━━━━━ Data ━━━━━

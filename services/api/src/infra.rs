use metrics_exporter_prometheus::PrometheusHandle;
use std::path::Path;
use std::sync::atomic::AtomicBool;
use std::sync::Arc;
use talent_mcdm::config;
use talent_mcdm::error::AppError;
use talent_mcdm::workflows::selection::{
    CriteriaWeights, DiscordanceRule, JobPositionImporter, JobProfile,
};
use tracing::info;

#[derive(Clone)]
pub(crate) struct AppState {
    pub(crate) readiness: Arc<AtomicBool>,
    pub(crate) metrics: Arc<PrometheusHandle>,
}

/// Reads the job position export when one is configured, otherwise the built-in positions.
pub(crate) fn load_positions(path: Option<&Path>) -> Result<Vec<JobProfile>, AppError> {
    match path {
        Some(path) => {
            let positions = JobPositionImporter::from_path(path)?;
            info!(path = %path.display(), positions = positions.len(), "loaded job positions");
            Ok(positions)
        }
        None => Ok(JobProfile::presets()),
    }
}

pub(crate) fn parse_weights(raw: &str) -> Result<CriteriaWeights, String> {
    config::parse_weights(raw).map_err(|err| err.to_string())
}

pub(crate) fn parse_strategy_weight(raw: &str) -> Result<f64, String> {
    config::parse_strategy_weight(raw).map_err(|err| err.to_string())
}

pub(crate) fn parse_discordance_rule(raw: &str) -> Result<DiscordanceRule, String> {
    config::parse_discordance_rule(raw).map_err(|err| err.to_string())
}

━━━━━

Exercise aim
Print exactly the stretch of lines beginning with the one that holds "use std::sync::Arc;" and ending at the last line above.

Output
use std::sync::Arc;
use talent_mcdm::config;
use talent_mcdm::error::AppError;
use talent_mcdm::workflows::selection::{
    CriteriaWeights, DiscordanceRule, JobPositionImporter, JobProfile,
};
use tracing::info;

#[derive(Clone)]
pub(crate) struct AppState {
    pub(crate) readiness: Arc<AtomicBool>,
    pub(crate) metrics: Arc<PrometheusHandle>,
}

/// Reads the job position export when one is configured, otherwise the built-in positions.
pub(crate) fn load_positions(path: Option<&Path>) -> Result<Vec<JobProfile>, AppError> {
    match path {
        Some(path) => {
            let positions = JobPositionImporter::from_path(path)?;
            info!(path = %path.display(), positions = positions.len(), "loaded job positions");
            Ok(positions)
        }
        None => Ok(JobProfile::presets()),
    }
}

pub(crate) fn parse_weights(raw: &str) -> Result<CriteriaWeights, String> {
    config::parse_weights(raw).map_err(|err| err.to_string())
}

pub(crate) fn parse_strategy_weight(raw: &str) -> Result<f64, String> {
    config::parse_strategy_weight(raw).map_err(|err| err.to_string())
}

pub(crate) fn parse_discordance_rule(raw: &str) -> Result<DiscordanceRule, String> {
    config::parse_discordance_rule(raw).map_err(|err| err.to_string())
}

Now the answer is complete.